The relative abundance of bifidobacteria in the placebo group was significantly lower in infants born to mothers who received antibiotics at delivery than in those whose mothers did not receive antibiotics before intake and was also lower in the placebo group at 1 week (Table S3). There was no significant difference in the relative abundance of bifidobacteria between cesarean section and vaginal delivery infants within the population whose mothers received antibiotics in the placebo group, and no association was found between mode of delivery and the relative abundance of bifidobacteria. Even in the case of vaginal delivery, bifidobacteria were found to be significantly lower in the antibiotic-treated group than in the antibiotic-untreated group.

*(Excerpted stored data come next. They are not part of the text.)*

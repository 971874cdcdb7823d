//! compression/session/writer.rs
//! Write side of a message: plaintext in, trailer-stripped DEFLATE out.
use std::io::{self, Write};

use flate2::{Compress, FlushCompress};
use log::trace;

use crate::compression::pool::{CodecPool, Lease};
use crate::compression::trailer::TrailerStripWriter;
use crate::compression::types::{CompressionError, CompressionLevel};
use crate::compression::window::{HistorySink, NoHistory};
use crate::constants::DEFAULT_BUFFER_SIZE;

/// Compresses one message into `W`.
///
/// `close` must be called to emit the tail of the message; the sync-flush
/// trailer is verified and withheld. Dropping an unclosed writer releases the
/// compressor but leaves the message incomplete.
pub struct MessageWriter<W: Write, H: HistorySink = NoHistory> {
    /// `None` once closed.
    compressor: Option<Lease<Compress>>,
    sink: TrailerStripWriter<W>,
    history: H,
    scratch: Vec<u8>,
}

impl<W: Write, H: HistorySink> MessageWriter<W, H> {
    /// Open a writer. A tracking `history` selects context takeover: the
    /// compressor is seeded with its dictionary and every written chunk is
    /// recorded into it.
    pub fn new(
        pool: &CodecPool,
        sink: W,
        level: CompressionLevel,
        history: H,
    ) -> Result<Self, CompressionError> {
        let compressor = if history.is_tracking() {
            pool.acquire_seeded_compressor(level, history.dictionary())?
        } else {
            pool.acquire_compressor(level)
        };
        trace!("message writer opened (level {}, context takeover {})", level, history.is_tracking());
        Ok(Self::from_lease(compressor, sink, history))
    }

    fn from_lease(compressor: Lease<Compress>, sink: W, history: H) -> Self {
        Self {
            compressor: Some(compressor),
            sink: TrailerStripWriter::new(sink),
            history,
            scratch: vec![0; DEFAULT_BUFFER_SIZE],
        }
    }

    /// Compress `data`. Returns the number of plaintext bytes consumed, which
    /// is always all of them on success.
    pub fn write(&mut self, data: &[u8]) -> Result<usize, CompressionError> {
        self.write_chunk(data)
    }

    /// Sync-flush, release the compressor, then verify and withhold the
    /// trailer. A second call reports [`CompressionError::Closed`].
    pub fn close(&mut self) -> Result<(), CompressionError> {
        let mut lease = self.compressor.take().ok_or(CompressionError::Closed)?;
        let flushed = match lease.get_mut() {
            Some(compressor) => deflate_into(
                compressor,
                &[],
                FlushCompress::Sync,
                &mut self.scratch,
                &mut self.sink,
            ),
            None => Err(CompressionError::Closed),
        };
        drop(lease);
        let closed = self.sink.close();
        trace!("message writer closed");
        flushed.and(closed)
    }

    pub fn is_closed(&self) -> bool {
        self.compressor.is_none()
    }

    pub fn get_ref(&self) -> &W {
        self.sink.get_ref()
    }

    /// The destination. After a successful close it holds the complete wire
    /// payload of the message.
    pub fn into_inner(self) -> W {
        self.sink.into_inner()
    }

    fn write_chunk(&mut self, data: &[u8]) -> Result<usize, CompressionError> {
        let compressor = self
            .compressor
            .as_mut()
            .and_then(Lease::get_mut)
            .ok_or(CompressionError::Closed)?;
        if data.is_empty() {
            return Ok(0);
        }
        deflate_into(compressor, data, FlushCompress::None, &mut self.scratch, &mut self.sink)?;
        self.history.record(data);
        Ok(data.len())
    }
}

impl<W: Write> MessageWriter<W, NoHistory> {
    /// Writer without context takeover. Cannot fail: the compressor needs no
    /// seeding.
    pub fn fresh(pool: &CodecPool, sink: W, level: CompressionLevel) -> Self {
        trace!("message writer opened (level {}, context takeover false)", level);
        Self::from_lease(pool.acquire_compressor(level), sink, NoHistory)
    }
}

impl<W: Write, H: HistorySink> Write for MessageWriter<W, H> {
    fn write(&mut self, buf: &[u8]) -> io::Result<usize> {
        self.write_chunk(buf).map_err(io::Error::from)
    }

    /// Flushes the destination only. Compressed bytes still buffered inside
    /// the compressor are emitted by `close`.
    fn flush(&mut self) -> io::Result<()> {
        if self.is_closed() {
            return Err(CompressionError::Closed.into());
        }
        self.sink.flush()
    }
}

/// Run `input` through the compressor until it is consumed and, for a flush,
/// until the compressor has nothing left to emit.
fn deflate_into<S: Write>(
    compressor: &mut Compress,
    mut input: &[u8],
    flush: FlushCompress,
    scratch: &mut [u8],
    sink: &mut S,
) -> Result<(), CompressionError> {
    loop {
        let before_in = compressor.total_in();
        let before_out = compressor.total_out();
        compressor.compress(input, scratch, flush)?;
        let consumed = (compressor.total_in() - before_in) as usize;
        let produced = (compressor.total_out() - before_out) as usize;

        input = &input[consumed..];
        if produced > 0 {
            sink.write_all(&scratch[..produced])?;
        }
        // Spare room in the output means the compressor is drained.
        if input.is_empty() && produced < scratch.len() {
            return Ok(());
        }
        if consumed == 0 && produced == 0 {
            return Err(CompressionError::Deflate("compressor made no progress".into()));
        }
    }
}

3.5. Bacterial Species of Colonized Bifidobacteria

The abundance and detection rate of the genus Bifidobacterium and each Bifidobacterium species at 1 month after birth, measured by quantitative PCR, are shown in Table 3. There were no significant differences in the abundance and detection rate of the genus Bifidobacterium and each Bifidobacterium species before the ingestion point. However, the abundance and detection rate of the genera Bifidobacterium and B. infantis in the M-63 group were significantly higher than those in the placebo group. In short, the results of quantitative PCR at 1 month of age showed that most of the Bifidobacterium species in the M-63 group were B. infantis, whereas B. infantis was barely detected in the placebo group and B. breve and B. longum subsp. longum (B. longum) were detected in the placebo group. These results indicate that B. infantis was the main Bifidobacterium species that colonized the intestines of the infants in the M-63 group, while B. breve and B. longum were the main species in the placebo group.

3.6. Correlation between Breastfeeding and Bifidobacterial Occupancy

We analyzed the correlation at 1 month of age between the breastfeeding rate and the relative abundance of bifidobacteria (Figure 4). A significant positive correlation was seen between the breastfeeding rate and the relative abundance of Bifidobacterium in the M-63 group. However, there was no significant positive correlation between them in the placebo group. Although the breastfeeding rate was more than 80%, some infants did not have increased bifidobacteria in the gut in the placebo group.

3.7. Gut Fermentation Patterns and Immunologic Parameters in Stools

The pH, amount of short-chain fatty acid, IgA, and calprotectin in the stools before intake and one month after birth are shown in Table 4. In the M-63 group, the pH in the stools was significantly lower and the amount of acetic acid in the stools increased at 1 month of age compared to the placebo group. There was no difference between the two groups in terms of calprotectin in the feces, but IgA levels in the feces were significantly higher in the M-63 group than in the placebo group at one month of age.

3.8. GI Tolerability and Health Condition of Infants

The number of defecations per day and fecal characteristics of the infants are shown in Figure 5. The placebo group showed a decrease in defecation frequency from 1 to 3 months of age, whereas the M-63 group showed a gradual decrease in defecation frequency from 1 week to 3 months of age, with a significant decrease in the M-63 group compared to the placebo group”. “Watery” stools and “soft” stools were significantly decreased in the M-63 group as compared to the placebo group at 1 month of age (Figure 5a). Stratified analysis by type of nutrition is shown in Figure 5b,c. In the exclusively breastfed infants, defecation frequency was lower in the M-63 group than in the placebo group at 1 and 3 months of age (Figure 5b), and in the mixed-fed infants and exclusively formula-fed infants, defecation frequency was lower in the M-63 group than in the placebo group at 1 week and 1 month of age (Figure 5c). These results indicate that M-63 modulates the defecation function of infants regardless of the type of nutrition.

The number of times (times/day) and average duration (minutes/time) that infants cried for more than 30 min are shown in Table S4. Neither group included infants who cried for an average of more than 3 h per day or who were suspected of having so-called “colic”, and there were no significant differences between the two groups.

The number of times and number of infants with regurgitation and vomiting of milk are shown in Table S5. There were significantly fewer infants in the M-63 group than in the placebo group who had regurgitation of milk at 1 week after intake. Both regurgitation and vomiting of milk were mild and not pathological.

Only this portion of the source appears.